Extracellular Vesicles (EVs), including Exosomes, are now recognized as vectors of intercellular communication capable of transferring nucleotides, lipids, and proteins from donor to acceptor cells. EV-mediated communication has been associated with many physiological and pathophysiological functions, including cancer, immune responses, cardiovascular diseases, lipid homeostasis, tissues regeneration and stem cell-based therapy.
EVs are being recognized as vectors of major importance for physiology in general, and appears as promising candidates for translational applications such as targeted therapeutics delivery.

However, the mechanisms responsible for EV delivery within the acceptor cells remain unknown at both the cellular and the molecular levels. How do vesicles enter cells? Is it receptor-dependent? How do vesicles deliver their contents within the cytosol of the acceptor cells? Does it require membrane fusion? If yes, what is the nature of the target membrane and the fusion machinery? Those basic questions are not yet answered.
This is not satisfying, especially considering how much we know about the cellular and molecular mechanisms that regulate the delivery of viruses or the transport of intracellular vesicles, which both share several physico-chemical properties with EVs.
It is therefore of high priority to close these gaps, especially when considering the high translational impact of EVs.

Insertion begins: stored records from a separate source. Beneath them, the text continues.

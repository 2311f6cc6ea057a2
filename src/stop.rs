//! Stop-Condition Evaluator — the single source of halt policy.
//!
//! The evaluator is a pure per-stage predicate over a [`StageResult`]; it
//! owns no other state. The predicate table:
//!
//! | stage policy        | halts when                                        |
//! |---------------------|---------------------------------------------------|
//! | `OnDesignIssue`     | the handler reported a fundamental design issue   |
//! | `OnRewriteRequired` | the handler reported a major rewrite is required  |
//! | `OnBlockingFinding` | any finding is classified blocking                |
//! | `OnBudgetExhausted` | the iteration cap was hit without the terminal    |
//! |                     | check succeeding                                  |
//! | `Never`             | never — findings are recorded, progression keeps  |

use crate::errors::HaltReason;
use crate::stage::{Stage, StageResult, StopPolicy};

/// Decision for the orchestrator after a stage executes.
#[derive(Debug, Clone, PartialEq)]
pub enum StopDecision {
    Continue,
    Halt(HaltReason),
}

#[derive(Debug, Default)]
pub struct StopConditionEvaluator;

impl StopConditionEvaluator {
    pub fn new() -> Self {
        Self
    }

    /// Apply the stage's predicate to its result.
    pub fn evaluate(&self, stage: &Stage, result: &StageResult) -> StopDecision {
        match stage.stop {
            StopPolicy::Never => StopDecision::Continue,
            StopPolicy::OnDesignIssue => {
                if result.halt_suggested {
                    StopDecision::Halt(HaltReason::DesignIssue(stated_reason(result)))
                } else {
                    StopDecision::Continue
                }
            }
            StopPolicy::OnRewriteRequired => {
                if result.halt_suggested {
                    StopDecision::Halt(HaltReason::RewriteRequired(stated_reason(result)))
                } else {
                    StopDecision::Continue
                }
            }
            StopPolicy::OnBlockingFinding => {
                if result.blocking_findings.is_empty() {
                    StopDecision::Continue
                } else {
                    StopDecision::Halt(HaltReason::BlockingFindings(
                        result.blocking_findings.clone(),
                    ))
                }
            }
            StopPolicy::OnBudgetExhausted => {
                if result.tests_passed == Some(true) && result.check_passed == Some(true) {
                    StopDecision::Continue
                } else {
                    StopDecision::Halt(HaltReason::BudgetExhausted {
                        iterations: result.iterations.unwrap_or(0),
                        tests_passed: result.tests_passed.unwrap_or(false),
                        check_passed: result.check_passed.unwrap_or(false),
                    })
                }
            }
        }
    }
}

fn stated_reason(result: &StageResult) -> String {
    result
        .halt_reason
        .clone()
        .unwrap_or_else(|| "handler suggested halting without a stated reason".to_string())
}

We developed cell-free and cell-based assays to accurately assess in a qualitative and quantitative manner the EV delivery process, especially the EV content release. Our results suggest that EV content delivery occurs within the endo-lysosomal compartment, through a process that is pH- and protein-dependent and that seems to involve membrane fusion. We are now aiming at identifying the core machinery that controls this process, to latter engineer EV-mimetics designed for targeted therapeutics delivery.